La pandémie attribuée au virus SARS-CoV-2 (Covid-19) est à l’origine de la crise sanitaire la plus importante et la plus significative de notre époque contemporaine.1 Cette nouvelle infection virale s’est répandue dans la plupart des pays du monde, touchant les différents statuts socio-économiques et ethnies.2 Dans ce contexte, les professionnels de la santé et du travail social doivent faire face à l’un des plus grands paradoxes de la pandémie actuelle : alors que la population générale doit rester à la maison et éviter les contacts sociaux, ils doivent pour la plupart continuer à effectuer leur travail, en contact direct avec les patients et les bénéficiaires des services sociaux, mettant les professionnels à risque d’être exposés au virus. Souvent confrontés à mettre dans la balance les besoins d’autrui et leurs propres besoins personnels, ils sont régulièrement exposés à un degré élevé de souffrance des personnes dont ils ont la responsabilité. Cette situation particulière peut les conduire à développer un éventail de symptômes tels que la peur, l’insécurité et l’anxiété. Cela peut se manifester par de l’excitabilité, de l’irritabilité, un refus de prendre du repos et d’autres formes de détresses psychologiques.3 Ces dernières peuvent évoluer vers des syndromes professionnels tels que l’épuisement professionnel (burnout) et la fatigue compassionnelle qui, lorsqu’ils sont ignorés ou négligés, peuvent conduire à des conséquences graves, aussi bien au niveau individuel (par exemple, développement de troubles anxiodépressifs, perte d’empathie à l’égard d’autrui, etc.) qu’au niveau des institutions (par exemple, taux élevé d’absentéisme du personnel, erreurs professionnelles plus fréquentes, etc.).4 Dans le contexte de la crise pandémique actuelle, sommes-nous en mesure de préserver et protéger aussi bien les soignants – au sens large du terme – que les soignés ?

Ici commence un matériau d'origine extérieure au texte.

//! Global configuration parsing, validation, and credential loading.

use std::env;
use std::fs;
use std::path::{Path, PathBuf};
use std::time::Duration;

use chrono::FixedOffset;
use serde::Deserialize;
use tracing::warn;

use crate::{AppError, Result};

/// Largest accepted distance from UTC, in minutes.
const MAX_UTC_OFFSET_MINUTES: i32 = 18 * 60;

/// Nested Slack configuration for Socket Mode connectivity.
///
/// Tokens are loaded at runtime via OS keychain or environment variables,
/// not from the TOML config file.
#[derive(Debug, Clone, Default, Deserialize, PartialEq, Eq)]
#[serde(rename_all = "snake_case")]
pub struct SlackConfig {
    /// App-level token used for Socket Mode (populated at runtime).
    #[serde(skip)]
    pub app_token: String,
    /// Bot user token used for posting messages (populated at runtime).
    #[serde(skip)]
    pub bot_token: String,
}

/// Reminder cadence and message wording.
#[derive(Debug, Clone, Deserialize, PartialEq, Eq)]
#[serde(rename_all = "snake_case")]
pub struct ReminderConfig {
    /// Gap between escalating reminders.
    #[serde(default = "default_snooze_interval")]
    pub snooze_interval_seconds: u64,
    /// Escalation budget per daily cycle.
    #[serde(default = "default_max_retries")]
    pub max_retries: u32,
    /// Upper bound on a single outbound push.
    #[serde(default = "default_delivery_timeout")]
    pub delivery_timeout_seconds: u64,
    /// Reminder body; followed by `urgency_mark` repeated once per push.
    #[serde(default = "default_reminder_text")]
    pub reminder_text: String,
    /// Suffix repeated to raise urgency with each escalation.
    #[serde(default = "default_urgency_mark")]
    pub urgency_mark: String,
    /// Sent to each contact on confirmation. `{name}` is substituted.
    #[serde(default = "default_done_text")]
    pub done_text: String,
    /// Sent to each contact when the budget is exhausted. `{name}` is substituted.
    #[serde(default = "default_not_done_text")]
    pub not_done_text: String,
}

impl Default for ReminderConfig {
    fn default() -> Self {
        Self {
            snooze_interval_seconds: default_snooze_interval(),
            max_retries: default_max_retries(),
            delivery_timeout_seconds: default_delivery_timeout(),
            reminder_text: default_reminder_text(),
            urgency_mark: default_urgency_mark(),
            done_text: default_done_text(),
            not_done_text: default_not_done_text(),
        }
    }
}

impl ReminderConfig {
    /// Escalation interval as a [`Duration`].
    #[must_use]
    pub fn snooze_interval(&self) -> Duration {
        Duration::from_secs(self.snooze_interval_seconds)
    }

    /// Per-push delivery timeout as a [`Duration`].
    #[must_use]
    pub fn delivery_timeout(&self) -> Duration {
        Duration::from_secs(self.delivery_timeout_seconds)
    }
}

fn default_snooze_interval() -> u64 {
    600
}

fn default_max_retries() -> u32 {
    10
}

fn default_delivery_timeout() -> u64 {
    10
}

fn default_reminder_text() -> String {
    "Did you take it".into()
}

fn default_urgency_mark() -> String {
    "?".into()
}

fn default_done_text() -> String {
    "{name} just took it!".into()
}

fn default_not_done_text() -> String {
    "{name} hasn't taken it yet today".into()
}

fn default_db_path() -> PathBuf {
    PathBuf::from("daily-nudge.db")
}

fn default_http_port() -> u16 {
    8080
}

fn default_utc_offset_minutes() -> i32 {
    540
}

/// Global configuration parsed from `config.toml`.
#[derive(Debug, Clone, Deserialize, PartialEq, Eq)]
#[serde(rename_all = "snake_case")]
pub struct GlobalConfig {
    /// `SQLite` database file holding subscriber records.
    #[serde(default = "default_db_path")]
    pub db_path: PathBuf,
    /// HTTP port for the health endpoint; 0 disables it.
    #[serde(default = "default_http_port")]
    pub http_port: u16,
    /// Offset of the single local zone all daily times are expressed in.
    #[serde(default = "default_utc_offset_minutes")]
    pub utc_offset_minutes: i32,
    /// Slack connectivity settings.
    #[serde(default)]
    pub slack: SlackConfig,
    /// Reminder cadence and wording.
    #[serde(default)]
    pub reminder: ReminderConfig,
}

impl GlobalConfig {
    /// Load and validate configuration from a TOML file path.
    ///
    /// # Errors
    ///
    /// Returns `AppError::Config` if the file cannot be read or contains
    /// invalid TOML, or if validation fails.
    pub fn load_from_path(path: impl AsRef<Path>) -> Result<Self> {
        let raw = fs::read_to_string(path)
            .map_err(|err| AppError::Config(format!("failed to read config: {err}")))?;
        Self::from_toml_str(&raw)
    }

    /// Parse configuration from a TOML string and validate it.
    ///
    /// # Errors
    ///
    /// Returns `AppError::Config` if parsing or validation fails.
    pub fn from_toml_str(raw: &str) -> Result<Self> {
        let config: Self = toml::from_str(raw)?;
        config.validate()?;
        Ok(config)
    }

    /// Load Slack credentials from OS keychain with env-var fallback.
    ///
    /// Missing credentials are not an error: the bot then runs in
    /// local-only mode and logs pushes instead of sending them.
    pub async fn load_credentials(&mut self) {
        self.slack.app_token = load_credential("slack_app_token", "SLACK_APP_TOKEN")
            .await
            .unwrap_or_default();
        self.slack.bot_token = load_credential("slack_bot_token", "SLACK_BOT_TOKEN")
            .await
            .unwrap_or_default();
    }

    /// The configured local zone.
    ///
    /// # Errors
    ///
    /// Returns `AppError::Config` if the offset is out of range.
    pub fn local_zone(&self) -> Result<FixedOffset> {
        FixedOffset::east_opt(self.utc_offset_minutes * 60).ok_or_else(|| {
            AppError::Config(format!(
                "utc_offset_minutes out of range: {}",
                self.utc_offset_minutes
            ))
        })
    }

    fn validate(&self) -> Result<()> {
        if !(-MAX_UTC_OFFSET_MINUTES..=MAX_UTC_OFFSET_MINUTES).contains(&self.utc_offset_minutes) {
            return Err(AppError::Config(format!(
                "utc_offset_minutes must be within ±{MAX_UTC_OFFSET_MINUTES}"
            )));
        }

        if self.reminder.snooze_interval_seconds == 0 {
            return Err(AppError::Config(
                "reminder.snooze_interval_seconds must be greater than zero".into(),
            ));
        }

        if self.reminder.max_retries == 0 {
            return Err(AppError::Config(
                "reminder.max_retries must be greater than zero".into(),
            ));
        }

        if self.reminder.delivery_timeout_seconds == 0 {
            return Err(AppError::Config(
                "reminder.delivery_timeout_seconds must be greater than zero".into(),
            ));
        }

        if self.db_path.as_os_str().is_empty() {
            return Err(AppError::Config("db_path must not be empty".into()));
        }

        Ok(())
    }
}

/// Load a single credential from OS keychain with env-var fallback.
async fn load_credential(keyring_key: &str, env_key: &str) -> Result<String> {
    let key = keyring_key.to_owned();

    // keyring is synchronous I/O.
    let keychain_result = tokio::task::spawn_blocking(move || {
        keyring::Entry::new("daily-nudge", &key).and_then(|entry| entry.get_password())
    })
    .await
    .map_err(|err| AppError::Config(format!("keychain task panicked: {err}")))?;

    match keychain_result {
        Ok(value) if !value.is_empty() => return Ok(value),
        Ok(_) => {
            warn!(key = keyring_key, "keychain entry is empty, trying env var");
        }
        Err(err) => {
            warn!(
                key = keyring_key,
                ?err,
                "keychain lookup failed, trying env var"
            );
        }
    }

    env::var(env_key).map_err(|_| {
        AppError::Config(format!(
            "credential {keyring_key} not found in keychain or {env_key} env var"
        ))
    })
}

Arnaud, âgé de 37 ans, est infirmier-chef du service d’urgence d’un hôpital régional. Il y travaille depuis presque 5 ans et vient d’être promu compte tenu de ses compétences professionnelles et de ses qualités humaines. Bien que loin d’être un long fleuve tranquille, son activité clinique au quotidien lui apporte généralement une grande satisfaction et il se sent décidé à relever les défis liés à ses nouvelles fonctions, malgré la survenue de cette pandémie causée par le virus SARS-CoV-2. Initialement, il va même jusqu’à voir dans cette situation une opportunité de relever son premier défi professionnel de taille et de conforter ses cadres hiérarchiques dans leur choix judicieux de sa récente promotion. Au fil des semaines puis des mois, l’enthousiasme et la détermination d’Arnaud s’éteignent progressivement et font place de manière insidieuse à des sentiments mélangés de frustration, de fatigue, voire de tristesse. Il s’est senti particulièrement blessé lorsqu’il a été convoqué récemment dans le bureau de son cadre hiérarchique : des lettres de plaintes ont été rédigées par trois patients distincts pris en charge dernièrement aux urgences, le nommant spécifiquement et lui reprochant une attitude insultante et non professionnelle. Arnaud est tout aussi choqué que son cadre de ces doléances : il ne s’y reconnaît pas car il a toujours fait preuve jusqu’alors d’un grand professionnalisme et d’une empathie sans égale vis-à-vis des patients. Son cadre lui demande de prendre quelques jours de repos, le sentant « au bout du rouleau », ce qu’il accepte à contrecœur et non sans un profond sentiment de culpabilité et d’injustice. Comment peut-il en effet quitter son poste, alors que le personnel soignant est déjà en sous-effectif ? De plus, où est la reconnaissance de toutes ces heures supplémentaires qu’il a faites spontanément, par devoir et solidarité ? Et puis, il ne s’agit « que » de trois lettres de plaintes, alors qu’il a soigné et sauvé tant d’autres patients. Quelques jours plus tard, les ressources humaines reçoivent un appel téléphonique d’Arnaud, leur annonçant qu’il ne reviendra pas au travail pour une durée indéterminée.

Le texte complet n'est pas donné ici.